Try it -> If a line in the listing below includes the string "SiteExtractor", pull it out.
# # # # # # #
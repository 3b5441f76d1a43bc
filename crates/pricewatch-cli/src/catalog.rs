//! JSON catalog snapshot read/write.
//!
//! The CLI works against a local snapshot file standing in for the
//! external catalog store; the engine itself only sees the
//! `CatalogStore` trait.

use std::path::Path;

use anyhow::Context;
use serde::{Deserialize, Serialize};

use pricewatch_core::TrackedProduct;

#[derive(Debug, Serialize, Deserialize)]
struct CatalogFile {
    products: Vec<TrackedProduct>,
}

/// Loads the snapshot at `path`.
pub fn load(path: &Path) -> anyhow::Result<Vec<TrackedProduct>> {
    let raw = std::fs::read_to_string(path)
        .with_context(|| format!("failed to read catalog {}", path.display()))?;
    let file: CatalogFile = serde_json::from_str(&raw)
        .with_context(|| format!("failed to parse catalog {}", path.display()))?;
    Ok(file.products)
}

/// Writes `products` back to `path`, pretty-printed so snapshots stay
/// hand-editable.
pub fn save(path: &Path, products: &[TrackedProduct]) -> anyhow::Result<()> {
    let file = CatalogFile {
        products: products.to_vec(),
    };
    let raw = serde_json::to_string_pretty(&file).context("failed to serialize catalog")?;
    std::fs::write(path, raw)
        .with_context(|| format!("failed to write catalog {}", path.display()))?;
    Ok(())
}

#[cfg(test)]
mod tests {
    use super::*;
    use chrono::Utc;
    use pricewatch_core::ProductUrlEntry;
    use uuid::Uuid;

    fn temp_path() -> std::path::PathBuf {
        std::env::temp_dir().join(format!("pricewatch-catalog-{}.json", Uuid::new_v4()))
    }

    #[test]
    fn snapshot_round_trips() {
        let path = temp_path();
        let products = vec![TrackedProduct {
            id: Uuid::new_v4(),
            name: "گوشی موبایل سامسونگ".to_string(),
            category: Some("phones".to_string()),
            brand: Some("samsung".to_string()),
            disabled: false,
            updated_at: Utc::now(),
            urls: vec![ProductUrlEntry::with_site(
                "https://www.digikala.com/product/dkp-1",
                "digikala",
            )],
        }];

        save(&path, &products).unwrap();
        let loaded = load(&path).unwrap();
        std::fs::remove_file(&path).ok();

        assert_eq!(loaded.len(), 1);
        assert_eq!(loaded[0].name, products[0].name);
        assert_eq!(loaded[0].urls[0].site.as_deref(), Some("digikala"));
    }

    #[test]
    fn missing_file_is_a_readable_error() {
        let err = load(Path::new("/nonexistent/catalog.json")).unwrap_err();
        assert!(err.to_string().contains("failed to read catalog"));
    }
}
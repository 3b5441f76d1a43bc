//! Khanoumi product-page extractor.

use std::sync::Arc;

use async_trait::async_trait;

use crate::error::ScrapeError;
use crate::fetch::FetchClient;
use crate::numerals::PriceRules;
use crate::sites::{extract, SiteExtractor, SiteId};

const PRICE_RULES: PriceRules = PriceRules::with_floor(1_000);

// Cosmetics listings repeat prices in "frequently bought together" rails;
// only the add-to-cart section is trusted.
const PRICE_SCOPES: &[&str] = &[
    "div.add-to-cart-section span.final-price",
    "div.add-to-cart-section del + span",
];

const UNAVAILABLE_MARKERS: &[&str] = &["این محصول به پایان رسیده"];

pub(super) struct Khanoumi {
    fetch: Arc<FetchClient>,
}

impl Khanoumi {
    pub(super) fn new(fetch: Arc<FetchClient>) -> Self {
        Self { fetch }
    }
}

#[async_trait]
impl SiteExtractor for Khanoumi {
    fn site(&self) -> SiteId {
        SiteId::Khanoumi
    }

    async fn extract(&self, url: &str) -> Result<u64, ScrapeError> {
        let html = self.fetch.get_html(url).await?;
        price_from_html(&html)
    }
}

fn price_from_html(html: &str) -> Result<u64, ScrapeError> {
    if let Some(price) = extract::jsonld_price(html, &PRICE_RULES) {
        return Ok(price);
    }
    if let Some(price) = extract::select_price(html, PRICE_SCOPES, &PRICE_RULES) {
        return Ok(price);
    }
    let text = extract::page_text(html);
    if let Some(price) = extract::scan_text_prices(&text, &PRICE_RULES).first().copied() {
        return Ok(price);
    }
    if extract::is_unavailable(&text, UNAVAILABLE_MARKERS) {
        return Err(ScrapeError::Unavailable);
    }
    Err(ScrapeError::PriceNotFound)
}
# # # # # # #
Problem solution ->
use crate::sites::{extract, SiteExtractor, SiteId};
impl SiteExtractor for Khanoumi {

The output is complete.